* **Material provided**
use clap::Parser;
use length_convert::utils::{logger, validation::Validate};
use length_convert::{
    ClientArgs, ConversionService, ConvertClient, ConvertError, LengthConverter, LocalService,
    RemoteService, Session, SessionMode,
};
use std::sync::Arc;
use tokio::io::BufReader;

#[tokio::main]
async fn main() {
    let args = ClientArgs::parse();

    // 初始化日誌
    logger::init_cli_logger(args.verbose);
    tracing::debug!("Client args: {:?}", args);

    if let Err(e) = args.validate() {
        tracing::error!("❌ Configuration validation failed: {}", e);
        eprintln!("❌ {}", e.user_friendly_message());
        std::process::exit(1);
    }

    if let Err(e) = run(&args).await {
        tracing::error!(
            "❌ Client failed: {} (Category: {:?}, Severity: {:?})",
            e,
            e.category(),
            e.severity()
        );
        eprintln!("❌ {}", e.user_friendly_message());
        eprintln!("💡 建議: {}", e.recovery_suggestion());
        std::process::exit(e.exit_code().max(1));
    }
}

async fn run(args: &ClientArgs) -> Result<(), ConvertError> {
    let mode = if args.once {
        SessionMode::Once
    } else {
        SessionMode::Interactive
    };

    if args.local {
        tracing::info!("🔌 Converting in-process (--local)");
        let service = LocalService::new(Arc::new(LengthConverter::extended()));
        return run_session(&service, mode).await;
    }

    tracing::info!("[Client] started");
    let client = ConvertClient::connect((args.host.as_str(), args.port), args.client_options()).await?;
    tracing::info!("[Client] opened socket to {}:{}", args.host, args.port);

    let service = RemoteService::new(client);
    let result = run_session(&service, mode).await;

    // 不論成功與否都關閉連線
    if let Err(e) = service.close().await {
        tracing::debug!("Error while closing connection: {}", e);
    }
    result
}

async fn run_session<S: ConversionService>(service: &S, mode: SessionMode) -> Result<(), ConvertError> {
    let stdin = BufReader::new(tokio::io::stdin());
    let stdout = tokio::io::stdout();

    let count = Session::new(service, mode).run(stdin, stdout).await?;
    tracing::info!("✅ {} conversion(s) done", count);
    Ok(())
}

* **Exercise**
Look through the entries above and list every line containing "tokio".

* **Answer section**
use tokio::io::BufReader;
#[tokio::main]
    let stdin = BufReader::new(tokio::io::stdin());
    let stdout = tokio::io::stdout();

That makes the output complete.